TextCat doesn't take the uniqueness of the writing system into account, and it really can't. A hybrid system could, but that's more complexity than we need most of the time. TextCat works well on unique alphabets and syllabaries, because all the characters are represented among the top thousand n-grams (and we use models of at least 3,000 n-grams). For Chinese, which is a logographic, TextCat can get in trouble with short strings (like many queries) or strings of Chinese with a tiny sprinkling of Latin characters. Because there are so many Chinese characters, not all of them are in the Chinese language model. For relatively large samples of text—say, a paragraph—it can tell apart Cantonese and Mandarin (which gets labelled "Chinese") most of the time—based on the different patterns of co-occurrence of the more common characters. (You can test that with snippets from the front page of the respective Wikipedias and the TextCat demo.) Japanese is relatively easy if it's a longer sample, because there will be likely be hiragana and katakana. For very short strings of hanzi and kanji, it's much harder.
Because of this confusion on short strings, we had to disable Chinese detection on Japanese Wikipedia (and similarly, French detection on English Wikipedia) with the original implementation. I've been working on improvements that should allow us to re-enable both of those relatively soon!
Oh! I didn't realize that it goes by character. I thought that it goes by word. This makes a lot of sense.
It would be great to resolve the Chinese-Japanese problem. There is research that shows that there is a lot of overlap in editors of these two wikis: https://arxiv.org/abs/1312.0976 , and I'd guess that there's some overlap in the readers, too.
Interesting paper. Thanks for the reference.
The Chinese-Japanese problem is definitely a hard one. I just more carefully checked my current best numbers in places where they are in competition, and generally even when both are enabled, only one is returning results (because the other is tuned to be more aggressive). This was surprising to me on the Japanese Wikipedia corpus I have. Bummer.
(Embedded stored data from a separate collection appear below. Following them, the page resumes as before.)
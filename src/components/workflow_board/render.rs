//! Canvas rendering for the workflow board.
//!
//! Drawing happens in passes for correct z-ordering:
//! 1. Background (screen space)
//! 2. Edges, then node boxes (board space, under the view transform)
//! 3. Particles (screen space, already projected)
//! 4. Vignette

use std::collections::HashSet;
use std::f64::consts::PI;

use wasm_bindgen::JsValue;
use web_sys::CanvasRenderingContext2d;

use super::graph::{BoardGraph, NodeGeometry};
use super::particle::Tick;
use super::path::{self, PathKind};
use super::projector::{AnimationClass, DrawItem, ViewTransform};
use super::theme::Theme;
use super::types::{GraphNode, Point};

/// Polyline resolution used for edge outlines.
const EDGE_SEGMENTS: usize = 32;

/// Everything one frame needs, borrowed from the board context.
pub struct Frame<'a> {
	pub width: f64,
	pub height: f64,
	pub graph: &'a BoardGraph,
	pub geometry: &'a NodeGeometry,
	pub view: &'a ViewTransform,
	pub path_kind: PathKind,
	/// Edges drawn solid; everything else is dashed.
	pub active_edges: &'a HashSet<String>,
	pub particles: &'a [DrawItem],
	/// Scheduler tick, the clock for looping animations.
	pub now: Tick,
}

fn smooth_step(t: f64) -> f64 {
	t * t * (3.0 - 2.0 * t)
}

/// Renders a complete frame to the canvas.
pub fn render(ctx: &CanvasRenderingContext2d, frame: &Frame<'_>, theme: &Theme) {
	draw_background(ctx, frame, theme);

	ctx.save();
	let _ = ctx.translate(frame.view.x, frame.view.y);
	let _ = ctx.scale(frame.view.k, frame.view.k);

	draw_edges(ctx, frame, theme);
	for node in frame.graph.nodes() {
		draw_node(ctx, node, frame.geometry, theme);
	}

	ctx.restore();

	for item in frame.particles {
		draw_particle(ctx, item, frame.now, theme);
	}

	if theme.background.vignette > 0.0 {
		draw_vignette(ctx, frame, theme);
	}
}

fn draw_background(ctx: &CanvasRenderingContext2d, frame: &Frame<'_>, theme: &Theme) {
	let (w, h) = (frame.width, frame.height);
	let gradient = theme
		.background
		.use_gradient
		.then(|| ctx.create_radial_gradient(w / 2.0, h / 2.0, 0.0, w / 2.0, h / 2.0, w.max(h) * 0.8))
		.and_then(Result::ok);

	match gradient {
		Some(gradient) => {
			let _ = gradient.add_color_stop(0.0, &theme.background.color_secondary.to_css());
			let _ = gradient.add_color_stop(1.0, &theme.background.color.to_css());
			#[allow(deprecated)]
			ctx.set_fill_style(&gradient);
		}
		None => ctx.set_fill_style_str(&theme.background.color.to_css()),
	}

	ctx.fill_rect(0.0, 0.0, w, h);
}

fn draw_vignette(ctx: &CanvasRenderingContext2d, frame: &Frame<'_>, theme: &Theme) {
	let (w, h) = (frame.width, frame.height);
	let Ok(gradient) =
		ctx.create_radial_gradient(w / 2.0, h / 2.0, w.min(h) * 0.3, w / 2.0, h / 2.0, w.max(h) * 0.7)
	else {
		return;
	};

	let _ = gradient.add_color_stop(0.0, "rgba(0, 0, 0, 0)");
	let _ = gradient.add_color_stop(1.0, &format!("rgba(0, 0, 0, {})", theme.background.vignette));

	#[allow(deprecated)]
	ctx.set_fill_style(&gradient);
	ctx.fill_rect(0.0, 0.0, w, h);
}

fn draw_edges(ctx: &CanvasRenderingContext2d, frame: &Frame<'_>, theme: &Theme) {
	let style = &theme.edge;

	for edge in frame.graph.edges() {
		let geometry = frame.graph.edge_geometry(&edge.id, frame.geometry);
		if geometry.source.distance(geometry.target) < 0.001 {
			continue;
		}
		let active = frame.active_edges.contains(&edge.id);
		let color = if active { style.active_color } else { style.color };

		ctx.set_stroke_style_str(&color.to_css());
		ctx.set_line_width(if active {
			style.line_width * 1.25
		} else {
			style.line_width
		});
		if active {
			let _ = ctx.set_line_dash(&js_sys::Array::new());
		} else {
			let _ = ctx.set_line_dash(&js_sys::Array::of2(
				&JsValue::from_f64(style.dash_pattern.0),
				&JsValue::from_f64(style.dash_pattern.1),
			));
		}

		let points = path::sample(geometry.source, geometry.target, frame.path_kind, EDGE_SEGMENTS);
		let Some((first, rest)) = points.split_first() else {
			continue;
		};
		ctx.begin_path();
		ctx.move_to(first.x, first.y);
		for p in rest {
			ctx.line_to(p.x, p.y);
		}
		ctx.stroke();

		if let [.., before, tip] = points.as_slice() {
			let _ = ctx.set_line_dash(&js_sys::Array::new());
			ctx.set_fill_style_str(&color.to_css());
			draw_arrowhead(ctx, *before, *tip, style.arrow_size);
		}
	}

	let _ = ctx.set_line_dash(&js_sys::Array::new());
}

fn draw_arrowhead(ctx: &CanvasRenderingContext2d, from: Point, tip: Point, size: f64) {
	let dist = from.distance(tip);
	if dist < 0.001 {
		return;
	}
	let (ux, uy) = ((tip.x - from.x) / dist, (tip.y - from.y) / dist);
	let (back_x, back_y) = (tip.x - ux * size, tip.y - uy * size);
	let (px, py) = (-uy * size * 0.5, ux * size * 0.5);

	ctx.begin_path();
	ctx.move_to(tip.x, tip.y);
	ctx.line_to(back_x + px, back_y + py);
	ctx.line_to(back_x - px, back_y - py);
	ctx.close_path();
	ctx.fill();
}

fn rounded_rect(ctx: &CanvasRenderingContext2d, x: f64, y: f64, w: f64, h: f64, r: f64) {
	let r = r.min(w / 2.0).min(h / 2.0).max(0.0);
	ctx.begin_path();
	ctx.move_to(x + r, y);
	ctx.line_to(x + w - r, y);
	let _ = ctx.arc_to(x + w, y, x + w, y + r, r);
	ctx.line_to(x + w, y + h - r);
	let _ = ctx.arc_to(x + w, y + h, x + w - r, y + h, r);
	ctx.line_to(x + r, y + h);
	let _ = ctx.arc_to(x, y + h, x, y + h - r, r);
	ctx.line_to(x, y + r);
	let _ = ctx.arc_to(x, y, x + r, y, r);
	ctx.close_path();
}

fn draw_node(ctx: &CanvasRenderingContext2d, node: &GraphNode, geometry: &NodeGeometry, theme: &Theme) {
	let style = &theme.node;
	let Point { x, y } = node.position;
	let (w, h) = (geometry.width, geometry.height);

	let gradient = style
		.use_gradient
		.then(|| ctx.create_linear_gradient(x, y, x, y + h))
		.filter(|_| h > 0.0);
	match gradient {
		Some(gradient) => {
			let _ = gradient.add_color_stop(0.0, &style.fill.lighten(0.08).to_css());
			let _ = gradient.add_color_stop(1.0, &style.fill.darken(0.15).to_css());
			#[allow(deprecated)]
			ctx.set_fill_style(&gradient);
		}
		None => ctx.set_fill_style_str(&style.fill.to_css()),
	}
	rounded_rect(ctx, x, y, w, h, style.corner_radius);
	ctx.fill();

	if style.border_width > 0.0 {
		ctx.set_stroke_style_str(&style.border_color.to_css());
		ctx.set_line_width(style.border_width);
		ctx.stroke();
	}

	let label = if node.label.is_empty() {
		&node.id
	} else {
		&node.label
	};
	ctx.set_fill_style_str(&style.label_color.to_css());
	ctx.set_font(style.label_font);
	ctx.set_text_align("center");
	ctx.set_text_baseline("middle");
	let _ = ctx.fill_text_with_max_width(label, x + w / 2.0, y + h / 2.0, (w - 16.0).max(1.0));
}

fn draw_particle(ctx: &CanvasRenderingContext2d, item: &DrawItem, now: Tick, theme: &Theme) {
	let style = &theme.particle;
	let Point { x, y } = item.screen;
	let alpha = item.color.a;
	if alpha <= 0.0 {
		return;
	}

	let wave = (now as f64 * 0.4).sin() * 0.5 + 0.5;
	let radius = match item.animation {
		AnimationClass::Pop => style.radius * 1.3,
		AnimationClass::Pulse => style.radius * (1.0 + style.pulse_amplitude * smooth_step(wave)),
		_ => style.radius,
	};

	if style.glow > 0.0 {
		let glow_radius = radius * style.glow;
		if let Ok(gradient) = ctx.create_radial_gradient(x, y, radius * 0.5, x, y, glow_radius) {
			let _ = gradient.add_color_stop(0.0, &item.color.with_alpha(0.45 * alpha).to_css());
			let _ = gradient.add_color_stop(1.0, "rgba(0, 0, 0, 0)");
			ctx.begin_path();
			let _ = ctx.arc(x, y, glow_radius, 0.0, 2.0 * PI);
			#[allow(deprecated)]
			ctx.set_fill_style(&gradient);
			ctx.fill();
		}
	}

	ctx.begin_path();
	let _ = ctx.arc(x, y, radius, 0.0, 2.0 * PI);
	ctx.set_fill_style_str(&item.color.to_css());
	ctx.fill();

	if item.animation == AnimationClass::Spin {
		let start = now as f64 * 0.35;
		ctx.begin_path();
		let _ = ctx.arc(x, y, radius + 3.0, start, start + PI * 1.2);
		ctx.set_stroke_style_str(&item.color.lighten(0.4).to_css());
		ctx.set_line_width(2.0);
		ctx.stroke();
	}

	ctx.set_global_alpha(alpha);
	ctx.set_fill_style_str("rgba(255, 255, 255, 0.95)");
	ctx.set_font(style.icon_font);
	ctx.set_text_align("center");
	ctx.set_text_baseline("middle");
	let _ = ctx.fill_text(item.icon.glyph(), x, y);
	ctx.set_global_alpha(1.0);
}

#[cfg(test)]
mod tests {
	use super::*;

	#[test]
	fn smooth_step_is_anchored() {
		assert_eq!(smooth_step(0.0), 0.0);
		assert_eq!(smooth_step(1.0), 1.0);
		assert_eq!(smooth_step(0.5), 0.5);
	}
}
Just FYI and amusement. http://theweek.com/articles/617776/how-identify-language-glance "How to identify any language at a glance"
Cool! This is actually a much lower resolution version of the ideas behind TextCat. Certain letters, combinations of letters, and the relative frequencies of the letters or combinations is how TextCat identifies languages. It's made more complicated by the length of the text we're dealing with; queries are often very short, and not all of the distinguishing features of a language will not be present in a short query string.